JW – One of the guidelines is that you’re always taking care of yourself.  So you’re not being polite, you’re not thinking well I think that person wants to be in contact with me…but instead you’re following your own impulses.  You’re navigating, just as we do in life—How do I take care of myself? How do I not lose track of myself in the relationship— in a marriage? as a parent?  All these nuances of relationship come up in the practice.


ST – It seems that in many ways this practice offers more freedom than we may have in everyday life because you create this container that gives people a much larger range of choices about how we relate to others. Some of the social strictures fall away. 


JW- And then you also become more aware of your choices out in everyday life because you’ve done this work.


PS – When Joan and I are teaching together, and in our role as witnesses, we’re intentionally holding the space with a lot of permission. It’s an open invitation to follow the impulse that is arising, and the freedom to choose to see where it goes, not knowing what will happen or where it will take you.  This offers something quite profound, a kind of intimacy with oneself.  A way of being that can feel like being home. And the shared guidelines, the distinction of roles, the elements of ritual and awareness of the circle formed by our presence, as well as the evolving nature of the discipline itself, create the safety and a sense of being held in something larger than our separate individual selves.  Being in relationship to the unknown, to each other, within the form and emptiness of the circle, amazing things start to happen, like synchronicities. 

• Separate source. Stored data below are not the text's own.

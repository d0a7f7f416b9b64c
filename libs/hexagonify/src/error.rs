//! # Hexagonify Errors
//!
//! Error types for mesh validation, mesh loading and texture export.

use std::io;
use std::path::PathBuf;

use config::traversal::ConfigError;
use thiserror::Error;

/// Errors raised before or while setting up a traversal.
#[derive(Debug, Error)]
pub enum HexError {
    /// Mesh has no vertices
    #[error("Empty mesh: no vertices to traverse")]
    EmptyMesh,

    /// Position and normal buffers disagree in length
    #[error("Buffer length mismatch: {positions} positions vs {normals} normals")]
    LengthMismatch { positions: usize, normals: usize },

    /// Vertex count is not a multiple of 3
    #[error("Not a triangle soup: {count} vertices is not a multiple of 3")]
    NotTriangulated { count: usize },

    /// Flat float buffer cannot be split into xyz triples
    #[error("Malformed buffer: {len} floats is not a multiple of 3")]
    MalformedBuffer { len: usize },

    /// Position contains NaN or infinity
    #[error("Non-finite position at vertex {index}")]
    NonFinitePosition { index: usize },

    /// Seed edge refers to a vertex the mesh does not have
    #[error("Seed edge ({first}, {second}) out of range for {vertex_count} vertices")]
    SeedOutOfRange {
        first: usize,
        second: usize,
        vertex_count: usize,
    },

    /// UV channel written back with the wrong length
    #[error("UV channel has {count} entries, mesh has {vertex_count} vertices")]
    UvLengthMismatch { count: usize, vertex_count: usize },

    /// Invalid traversal settings
    #[error("Invalid configuration: {0}")]
    Config(#[from] ConfigError),
}

impl HexError {
    /// Creates a not-triangulated error for a vertex count.
    pub fn not_triangulated(count: usize) -> Self {
        Self::NotTriangulated { count }
    }

    /// Creates a length mismatch error.
    pub fn length_mismatch(positions: usize, normals: usize) -> Self {
        Self::LengthMismatch { positions, normals }
    }
}

/// Errors that can occur while reading a mesh from disk.
#[derive(Debug, Error)]
pub enum LoadError {
    /// Reading the file failed
    #[error("I/O error: {0}")]
    Io(#[from] io::Error),

    /// JSON soup document failed to parse
    #[error("JSON error: {0}")]
    Json(#[from] serde_json::Error),

    /// Binary STL shorter than its header claims
    #[error("Truncated STL: expected {expected} bytes, found {found}")]
    TruncatedStl { expected: usize, found: usize },

    /// File extension or content not understood
    #[error("Unsupported mesh format: {0}")]
    UnsupportedFormat(String),

    /// Loaded data does not form a valid triangle soup
    #[error("Invalid mesh: {0}")]
    Mesh(#[from] HexError),
}

/// Errors that can occur while persisting outputs.
#[derive(Debug, Error)]
pub enum ExportError {
    /// Image encoding failed
    #[error("Image encoding failed: {0}")]
    Image(#[from] image::ImageError),

    /// Writing the file failed
    #[error("I/O error: {0}")]
    Io(#[from] io::Error),

    /// Sidecar serialization failed
    #[error("JSON error: {0}")]
    Json(#[from] serde_json::Error),

    /// Texel buffer does not fill a square image
    #[error("Texture size mismatch: {texels} texels for width {width}")]
    TextureSize { texels: usize, width: u32 },

    /// Output directory missing
    #[error("Output directory does not exist: {}", .0.display())]
    MissingDirectory(PathBuf),
}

JW – These small miracles and moments of grace are only possible because of each person’s commitment to deep listening and to staying present in the moment.


PS –Another developmental aspect of the discipline, growing out of lots of experience as a mover, is the role of silent witnessing, which we also plan to explore in the retreat. Joining the witness circle, without the responsibility of offering verbal witnessing to the movers, provides a marvelous opportunity to come into relationship with the processes of projection, judgment, interpretation and association.  Noticing what arises in our perception and mind while in the presence of others, we can begin to distinguish our own experience from that of the movers.

As the discipline has evolved, speaking and listening has developed into its own ritual form. The outer witness practices recognizing and containing experiences that don’t belong or meet what the mover shares in speaking. This creates space for movers to stay close to their own embodied experience within the realm of language as they discover and speak from the voice of their inner witness.


JW – The first time that Paula and I ever moved together, which was almost 30 years ago now if you can believe it—January of 1990, I had just come from the funeral of a teenager who was killed in a car crash and I was very upset. I remember my teacher said, you have to be where you are, you go with what’s true for you and that will be the best thing for the group.  Well that was a whole different idea for me. And I just… I cried during the movement and I cried more during the speaking time and I had permission to do that.   And it did bring the whole group deeper.  For me this was a new way of being with myself, which turns out to be better for the group.


PS – I remember this too. It was a deep experience on many levels. In my movement that day, my own grief was present but I didn’t know about the funeral until you spoke of it after the movement. Others spoke of how grief had been part of their moving and I remember feeling awed by the sense of a shared collective experience and how unconscious I had been of this while moving.

And now all these years later, the mystery remains. Now I wonder, how do we discern what is personal, psychological material, and what is transpersonal? How can we know what is a projection and what is intuitive knowing? The discipline holds the full span of this inquiry.

These days, I feel my longing to participate in more conscious collectives, a way of being fully myself amongst others who are being fully themselves while in a shared experience.  This feels so urgently needed in the world today, in our culture and our institutions where the individual voice can be lost or seen as irrelevant.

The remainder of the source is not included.